Even when you have ISIS, which has effectively become a terrorist army, roughly 20,000 strong, about half of them foreign fighters, and incredibly well armed after two major weapons hauls. The first when ISIS took over the city of Mosul and the Iraqi Army, the U.S.-trained Iraqi Army, disgraced itself by not fighting. And the second just last week, when ISIS took over a Syrian air base.
(BEGIN TAPE)
RICHARD ENGEL:
Like it or not, the U.S. may now be forced to take action against ISIS, not only in Iraq, but also, in Syria. This, critics say, could mean helping the Assad regime, which the president said had to go.
RYAN CROCKER:
If we think that we are not in their sights, we are delusional. They have the same agenda that al-Qaeda has.
RICHARD ENGEL:
So what has the U.S. done about it? To a large degree, the administration's policy has been to ignore Syria, ignore it until the horrors there become too barbaric to stomach.

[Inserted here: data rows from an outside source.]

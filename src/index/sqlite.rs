//! Persistent vector index using SQLite and sqlite-vec.
use std::ffi::OsString;
use std::fs;
use std::io;
use std::path::{Path, PathBuf};
use std::sync::{Mutex, Once};

use chrono::Utc;
use rusqlite::{Connection, params};
use sqlite_vec::sqlite3_vec_init;
use tracing::{debug, info};

use super::{IndexError, SearchHit, VectorIndex, check_dimensions, check_lengths};
use crate::config::IndexBackend;
use crate::indexer::Chunk;

/// Staging files are always written from scratch: the index is rebuilt from
/// the source document, so there is nothing to migrate.
const RESET_SQL: &str = r#"
DROP TABLE IF EXISTS vec_chunks;
DROP TABLE IF EXISTS chunks;
DROP TABLE IF EXISTS index_meta;
"#;

fn schema_sql(dimensions: usize) -> String {
    format!(
        r#"
CREATE TABLE index_meta (
    id INTEGER PRIMARY KEY CHECK (id = 1),
    dimensions INTEGER NOT NULL,
    chunk_count INTEGER NOT NULL,
    built_at DATETIME NOT NULL
);

CREATE TABLE chunks (
    id INTEGER PRIMARY KEY AUTOINCREMENT,
    position INTEGER NOT NULL UNIQUE,
    start_offset INTEGER NOT NULL,
    end_offset INTEGER NOT NULL,
    content TEXT NOT NULL
);

CREATE VIRTUAL TABLE vec_chunks USING vec0(
    embedding FLOAT[{dimensions}]
);
"#
    )
}

static INIT_VEC: Once = Once::new();

/// Initialize the sqlite-vec extension. Safe to call multiple times.
fn init_sqlite_vec() {
    INIT_VEC.call_once(|| unsafe {
        rusqlite::ffi::sqlite3_auto_extension(Some(std::mem::transmute(
            sqlite3_vec_init as *const (),
        )));
    });
}

/// Serialize a float32 vector into the little-endian blob vec0 expects.
fn serialize_vector(vec: &[f32]) -> Vec<u8> {
    let mut bytes = Vec::with_capacity(vec.len() * 4);
    for v in vec {
        bytes.extend_from_slice(&v.to_le_bytes());
    }
    bytes
}

/// Where a new index is written before it replaces `path`.
fn staging_path(path: &Path) -> PathBuf {
    let mut name: OsString = path
        .file_name()
        .map(|n| n.to_os_string())
        .unwrap_or_else(|| OsString::from("index.sqlite3"));
    name.push(".building");
    path.with_file_name(name)
}

fn remove_if_present(path: &Path) -> Result<(), IndexError> {
    match fs::remove_file(path) {
        Err(e) if e.kind() != io::ErrorKind::NotFound => Err(e.into()),
        _ => Ok(()),
    }
}

/// On-disk index. The connection sits behind a mutex so the index can be
/// shared across request handlers.
pub struct SqliteIndex {
    conn: Mutex<Connection>,
    dimensions: usize,
}

impl SqliteIndex {
    /// Write `chunks` into a fresh database and move it into place at `path`
    /// (creating parent directories).
    ///
    /// The new file is filled and committed under a staging name and only
    /// then renamed over `path`, so an index already open on the old file
    /// keeps answering from its complete contents while this runs.
    pub fn create<P: AsRef<Path>>(
        path: P,
        dimensions: usize,
        chunks: &[Chunk],
        embeddings: &[Vec<f32>],
    ) -> Result<Self, IndexError> {
        let path = path.as_ref();
        if let Some(parent) = path.parent().filter(|p| !p.as_os_str().is_empty()) {
            fs::create_dir_all(parent)?;
        }

        let staging = staging_path(path);
        remove_if_present(&staging)?;
        init_sqlite_vec();

        let written = Connection::open(&staging)
            .map_err(IndexError::from)
            .and_then(|conn| Self::init(conn, dimensions))
            .and_then(|mut index| index.rebuild(chunks, embeddings));
        if let Err(e) = written {
            let _ = remove_if_present(&staging);
            return Err(e);
        }

        fs::rename(&staging, path)?;
        info!(
            "Wrote vector database: {} ({} chunks)",
            path.display(),
            chunks.len()
        );
        Self::open(path, dimensions)
    }

    /// Open an index previously written by [`create`](Self::create) without
    /// modifying it.
    pub fn open<P: AsRef<Path>>(path: P, dimensions: usize) -> Result<Self, IndexError> {
        let path = path.as_ref();
        info!("Opening vector database: {}", path.display());

        init_sqlite_vec();
        let conn = Connection::open(path)?;
        let vec_version: String = conn.query_row("SELECT vec_version()", [], |row| row.get(0))?;
        debug!("sqlite-vec version: {vec_version}");

        Ok(Self {
            conn: Mutex::new(conn),
            dimensions,
        })
    }

    /// Open an in-memory database (useful for testing).
    pub fn open_in_memory(dimensions: usize) -> Result<Self, IndexError> {
        init_sqlite_vec();
        let conn = Connection::open_in_memory()?;
        Self::init(conn, dimensions)
    }

    /// Reset the schema of a freshly opened connection.
    fn init(conn: Connection, dimensions: usize) -> Result<Self, IndexError> {
        let vec_version: String = conn.query_row("SELECT vec_version()", [], |row| row.get(0))?;
        debug!("sqlite-vec version: {vec_version}");

        conn.execute_batch(RESET_SQL)?;
        conn.execute_batch(&schema_sql(dimensions))?;

        Ok(Self {
            conn: Mutex::new(conn),
            dimensions,
        })
    }

    #[cfg(test)]
    fn built_at(&self) -> Result<Option<chrono::DateTime<Utc>>, IndexError> {
        let conn = self.conn.lock().map_err(|_| IndexError::LockPoisoned)?;
        let mut stmt = conn.prepare("SELECT built_at FROM index_meta WHERE id = 1")?;
        let mut rows = stmt.query_map([], |row| row.get(0))?;
        Ok(rows.next().transpose()?)
    }
}

impl VectorIndex for SqliteIndex {
    fn backend(&self) -> IndexBackend {
        IndexBackend::Persistent
    }

    fn rebuild(&mut self, chunks: &[Chunk], embeddings: &[Vec<f32>]) -> Result<(), IndexError> {
        check_lengths(chunks, embeddings)?;
        for embedding in embeddings {
            check_dimensions(self.dimensions, embedding)?;
        }

        let conn = self.conn.get_mut().map_err(|_| IndexError::LockPoisoned)?;
        let tx = conn.transaction()?;

        tx.execute("DELETE FROM vec_chunks", [])?;
        tx.execute("DELETE FROM chunks", [])?;
        tx.execute("DELETE FROM index_meta", [])?;

        for (chunk, embedding) in chunks.iter().zip(embeddings) {
            tx.execute(
                "INSERT INTO chunks (position, start_offset, end_offset, content) VALUES (?, ?, ?, ?)",
                params![
                    chunk.position as i64,
                    chunk.start as i64,
                    chunk.end as i64,
                    chunk.content
                ],
            )?;
            let chunk_id = tx.last_insert_rowid();

            tx.execute(
                "INSERT INTO vec_chunks (rowid, embedding) VALUES (?, ?)",
                params![chunk_id, serialize_vector(embedding)],
            )?;
        }

        tx.execute(
            "INSERT INTO index_meta (id, dimensions, chunk_count, built_at) VALUES (1, ?, ?, ?)",
            params![self.dimensions as i64, chunks.len() as i64, Utc::now()],
        )?;

        tx.commit()?;
        Ok(())
    }

    fn search(&self, query: &[f32], top_k: usize) -> Result<Vec<SearchHit>, IndexError> {
        check_dimensions(self.dimensions, query)?;

        let conn = self.conn.lock().map_err(|_| IndexError::LockPoisoned)?;
        let mut stmt = conn.prepare(
            r#"
            SELECT
                c.content,
                c.position,
                vec_distance_cosine(v.embedding, ?) AS distance
            FROM vec_chunks v
            JOIN chunks c ON v.rowid = c.id
            ORDER BY distance ASC, c.position ASC
            LIMIT ?
            "#,
        )?;

        let rows = stmt.query_map(
            params![serialize_vector(query), top_k as i64],
            |row| {
                let distance: f64 = row.get(2)?;
                Ok(SearchHit {
                    content: row.get(0)?,
                    position: row.get::<_, i64>(1)? as usize,
                    similarity: 1.0 - distance,
                })
            },
        )?;

        let mut hits = Vec::new();
        for row in rows {
            hits.push(row?);
        }
        Ok(hits)
    }

    fn len(&self) -> Result<usize, IndexError> {
        let conn = self.conn.lock().map_err(|_| IndexError::LockPoisoned)?;
        let count: i64 = conn.query_row("SELECT COUNT(*) FROM chunks", [], |row| row.get(0))?;
        Ok(count as usize)
    }
}

#[cfg(test)]
mod tests {
    use super::*;

    fn chunk(position: usize, content: &str) -> Chunk {
        Chunk {
            content: content.to_string(),
            position,
            start: position * 100,
            end: position * 100 + content.len(),
        }
    }

    fn padded(values: &[f32]) -> Vec<f32> {
        let mut v = vec![0.0f32; 384];
        v[..values.len()].copy_from_slice(values);
        v
    }

    #[test]
    fn test_schema_created() {
        let index = SqliteIndex::open_in_memory(384).unwrap();
        let conn = index.conn.lock().unwrap();
        let tables: i64 = conn
            .query_row(
                "SELECT count(*) FROM sqlite_master WHERE type='table' AND name IN ('index_meta', 'chunks', 'vec_chunks')",
                [],
                |row| row.get(0),
            )
            .unwrap();
        assert_eq!(tables, 3);
    }

    #[test]
    fn test_serialize_vector() {
        let bytes = serialize_vector(&[1.0, 2.0, -3.5]);
        assert_eq!(bytes.len(), 12);
        // 1.0f32 = 0x3f800000, little endian
        assert_eq!(&bytes[0..4], &[0x00, 0x00, 0x80, 0x3f]);
        assert_eq!(&bytes[4..8], &[0x00, 0x00, 0x00, 0x40]);
        assert_eq!(&bytes[8..12], &[0x00, 0x00, 0x60, 0xc0]);
    }

    #[test]
    fn test_rebuild_and_search() {
        let mut index = SqliteIndex::open_in_memory(384).unwrap();
        let chunks = vec![chunk(0, "Rust programming"), chunk(1, "Gardening tips")];
        let embeddings = vec![padded(&[0.1, 0.2, 0.3]), padded(&[0.9, -0.8, 0.0])];
        index.rebuild(&chunks, &embeddings).unwrap();
        assert_eq!(index.len().unwrap(), 2);
        assert!(index.built_at().unwrap().is_some());

        let hits = index.search(&padded(&[0.1, 0.2, 0.3]), 3).unwrap();
        assert_eq!(hits.len(), 2);
        assert_eq!(hits[0].content, "Rust programming");
        assert!(hits[0].similarity > 0.99);
        assert!(hits[1].similarity < hits[0].similarity);
    }

    #[test]
    fn test_rebuild_replaces_previous_contents() {
        let mut index = SqliteIndex::open_in_memory(384).unwrap();
        index
            .rebuild(
                &[chunk(0, "Hello"), chunk(1, "World")],
                &[padded(&[1.0]), padded(&[0.0, 1.0])],
            )
            .unwrap();
        index
            .rebuild(&[chunk(0, "Replaced")], &[padded(&[1.0])])
            .unwrap();

        assert_eq!(index.len().unwrap(), 1);
        let conn = index.conn.lock().unwrap();
        let vectors: i64 = conn
            .query_row("SELECT COUNT(*) FROM vec_chunks", [], |row| row.get(0))
            .unwrap();
        assert_eq!(vectors, 1);
    }

    #[test]
    fn test_create_and_reopen() {
        let dir = tempfile::tempdir().unwrap();
        let path = dir.path().join("nested").join("index.sqlite3");
        let created = SqliteIndex::create(
            &path,
            384,
            &[chunk(0, "kept"), chunk(1, "also kept")],
            &[padded(&[1.0]), padded(&[0.0, 1.0])],
        )
        .unwrap();
        assert_eq!(created.len().unwrap(), 2);
        drop(created);

        let reopened = SqliteIndex::open(&path, 384).unwrap();
        assert_eq!(reopened.len().unwrap(), 2);
        assert!(reopened.built_at().unwrap().is_some());
        assert!(!staging_path(&path).exists());
    }

    #[test]
    fn test_open_index_survives_rebuild_of_same_path() {
        let dir = tempfile::tempdir().unwrap();
        let path = dir.path().join("index.sqlite3");
        let old_chunks = [chunk(0, "old a"), chunk(1, "old b"), chunk(2, "old c"), chunk(3, "old d")];
        let old_vectors: Vec<Vec<f32>> = (0..4).map(|i| padded(&[1.0, i as f32])).collect();
        let live = SqliteIndex::create(&path, 384, &old_chunks, &old_vectors).unwrap();
        let query = padded(&[1.0, 0.0]);
        assert_eq!(live.search(&query, 3).unwrap().len(), 3);

        let rebuilt = SqliteIndex::create(&path, 384, &[chunk(0, "new")], &[padded(&[1.0])]).unwrap();

        let hits = live.search(&query, 3).unwrap();
        assert_eq!(hits.len(), 3);
        assert!(hits.iter().all(|h| h.content.starts_with("old")));
        assert_eq!(rebuilt.search(&query, 3).unwrap()[0].content, "new");
        assert_eq!(SqliteIndex::open(&path, 384).unwrap().len().unwrap(), 1);
    }

    #[test]
    fn test_failed_create_keeps_previous_file() {
        let dir = tempfile::tempdir().unwrap();
        let path = dir.path().join("index.sqlite3");
        drop(SqliteIndex::create(&path, 384, &[chunk(0, "good")], &[padded(&[1.0])]).unwrap());

        let err = SqliteIndex::create(&path, 384, &[chunk(0, "bad")], &[vec![1.0]]);
        assert!(matches!(err, Err(IndexError::DimensionMismatch { .. })));
        assert!(!staging_path(&path).exists());
        assert_eq!(SqliteIndex::open(&path, 384).unwrap().len().unwrap(), 1);
    }

    #[test]
    fn test_create_with_new_dimensions() {
        let dir = tempfile::tempdir().unwrap();
        let path = dir.path().join("index.sqlite3");
        drop(SqliteIndex::create(&path, 384, &[], &[]).unwrap());

        let index = SqliteIndex::create(
            &path,
            8,
            &[chunk(0, "small")],
            &[vec![1.0, 0.0, 0.0, 0.0, 0.0, 0.0, 0.0, 0.0]],
        )
        .unwrap();
        assert_eq!(index.len().unwrap(), 1);
    }

    #[test]
    fn test_search_rejects_wrong_dimensions() {
        let index = SqliteIndex::open_in_memory(384).unwrap();
        assert!(matches!(
            index.search(&[1.0, 2.0], 3),
            Err(IndexError::DimensionMismatch { .. })
        ));
    }
}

(YELLING) A year ago, that was a chemical weapons attack outside Damascus, when Washington blamed the regime for gassing over 1,000 to death, including hundreds of children. The Syrian regime crossed, leapt over, in fact, the President's red line.
PRESIDENT OBAMA:
This menace must be confronted. I will seek authorization for the use of force from the American people's representatives in Congress.
RICHARD ENGEL:
Instead, without Congressional support, the bombings against Assad never came. Neither did large-scale support for the Syrian opposition. In retrospect, the bombings probably would have been too little, too late to have made things better in Syria. ISIS was already on the rise. Weapons given to the opposition would very likely have ended up in the hands of radicals.
Then, after empty threats and empty promises, the administration turned away from Syria again, for another year. (CROWD NOISE) Until ISIS shocked the world by occupying large parts of Iraq and declaring a new state, the Islamic state, the caliphate. The U.S. is now flying surveillance missions over Syria, looking for targets it can attack from the air.
RYAN CROCKER:
This is not mission creep. This is establishing a vital mission for American security. And we need to do it, we need to do it yesterday.
RICHARD ENGEL:
The U.S. risk, falling into what one former official called Bashar al-Assad's trap. Assad's regime helped ISIS grow by attacking other opposition forces and rarely targeting ISIS. Assad waited patiently until ISIS pushed out almost all other more moderate groups, and is now telling the world that he's fighting a just war against terrorism. If the U.S. starts bombing ISIS in Syria, it will be helping the Syrian regime, in effect, pulling weeds out of Assad's garden, which he allowed to grow, but which have now become a global threat.
(END TAPE)
RICHARD ENGEL:
The build-up of ISIS in Iraq and Syria was incredibly predictable, Andrea. We've reported about it. Reporters risk their lives going into Syria to talk about this buildup of-- extremists in the country. Yet, nothing seemed to have been done. And now we have a very serious situation.
ANDREA MITCHELL:
Indeed. Thank you so much, Richard Engel. And for more on the military options for taking on ISIS, I'm joined by Michael Leiter, NBC national security analysts, who served as director of The National Counter-terrorism Center, Michele Flournoy, who served as under secretary of defense for policy in President Obama's first term, and she's now executive director at The Center for New American Security, and General Anthony Zinni, our former commander-in-chief of U.S. Central Command, and special envoy to the Middle East. His new book is Before the First Shots Are Fired: How America Can Win or Lost Off the Battlefield. Welcome all. Thanks so much. General Zinni, first to you. What we've seen is Dianne Feinstein just saying that the president is perhaps too cautious in this instance. Agreed?
ANTHONY ZINNI:
I agree with Senator Feinstein. This ISIS has committed atrocities, potential genocide. That's unacceptable. And I think that we shouldn't be so cautious. We should blunt them before their recruiting really grows, before they gain more territory.
But I would say one thing that's key to this, a lesson we should have learned in Afghanistan, even back to Vietnam, you can't give sanctuary to a potential enemy. We will have to go to Syria. If we sort of honor that border, unfortunately, they'll be allowed to rebuild, much as AQY al-Qaeda in Iraq morphed into this ISIS.